Research

The Swimming of a Dead Fish

View from below a tank in which a (dead) fish swims upstream behind an obstacle

When I was a child, my father would take me trout fishing, and I spent hours marveling from the riverbank at the trouts’ ability to, seemingly effortlessly, hold their position in the fast-moving water. As it turns out, those trout really were swimming effortlessly, in a manner demonstrated above. The fish you see here swimming behind the obstacle is dead. There’s nothing powering it, except the energy its flexible body can extract from the flow around it.

The obstacle sheds a wake of alternating vortices into the flow, and when the fish is properly positioned in that wake, the vortices themselves flex the fish’s body such that its head and its tail point in different directions.
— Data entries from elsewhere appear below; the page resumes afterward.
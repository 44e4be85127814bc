
//! This file contains the deafult values and other value choices used trough the library.
//!

/// Tolerance used when checking that the probabilities of a discrete outcome
/// table sum to 1.
///
/// If the sum differs from 1 by more than this amount, the table is
/// renormalized (each probability is divided by the sum). This is a silent
/// correction, not an error: relative weights are preserved and the last
/// cumulative bound is forced to exactly `1.0` afterwards.
pub static PROBABILITY_SUM_TOLERANCE: f64 = 1e-6;

/// The deafult significance level (alpha) for the chi-square goodness-of-fit
/// test when the caller does not provide one.
///
/// The decision rule is `Accept` iff `significance < p_value`, wich for this
/// value is equivalent to comparing the statistic against the 0.95 quantile of
/// the null chi-square distribution.
pub static DEFAULT_SIGNIFICANCE: f64 = 0.05;

/// Relative-error threshold (in percent) under wich a discrepancy report is
/// classified as [Good](crate::discrepancy::Classification::Good).
///
/// All the compared moments must be under the threshold.
pub static GOOD_RELATIVE_ERROR_PERCENT: f64 = 5.0;

/// Relative-error threshold (in percent) under wich a discrepancy report is
/// classified as [Acceptable](crate::discrepancy::Classification::Acceptable)
/// (when it did not already qualify as `Good`). Anything worse is
/// [Poor](crate::discrepancy::Classification::Poor).
pub static ACCEPTABLE_RELATIVE_ERROR_PERCENT: f64 = 10.0;

/// Maximum number of outcomes for wich the discrete sampler scans the
/// cumulative table linearly.
///
/// Beyond this many outcomes a binary search over the cumulative bounds is
/// used instead. Both strategies implement the exact same tie-break rule
/// (`u < c_i` selects outcome `i`), so the results are identical.
pub static LINEAR_SCAN_MAX_OUTCOMES: usize = 32;

/// Numerical parameters for the special functions in [crate::euclid].
pub mod numerics {

    /// Convergence criterion for the incomplete-gamma series and continued
    /// fraction expansions.
    pub static INCOMPLETE_GAMMA_EPS: f64 = 1e-14;

    /// Maximum number of iterations for the incomplete-gamma series and
    /// continued fraction expansions. Convergence is normally reached in
    /// well under 100 iterations for any realistic degrees of freedom.
    pub static INCOMPLETE_GAMMA_MAX_ITERS: usize = 256;

    /// Number of Newton refinement steps applied to the Wilson-Hilferty
    /// starting point when inverting the chi-square CDF.
    pub static CHI_SQUARED_QUANTILE_NEWTON_STEPS: usize = 24;
}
Under just the right conditions, there’s actually a resonance between the vortices and the fish’s body that generates enough thrust to overcome the fish’s drag. This means the fish can actually swim upstream without expending any energy of its own! The researchers came across this entirely by accident, and one of the questions that remains is how the trout is able to sense its surroundings well enough to intentionally take advantage of the effect. (Image and research credit: D. Beal et al.; via PhysicsBuzz; submitted by Kam-Yung Soh)

2 comments
  1. Glen

    BS in Fisheries here, a fair background in their physiology. The statement above, “sense their surroundings”: the lateral line cells of fishes do just that. Lateral line cells feed information to the fish about orientation, presence of other organisms or objects close by, and more. Perhaps an investigation into whether lateral line cells remain active after death is warranted.

  2. Hamed

    That is a smart move! Perhaps fish can recognize fluid patterns and vertices!! I mean something like PIV tools that help us to see inside flowing fluid. Who knows?!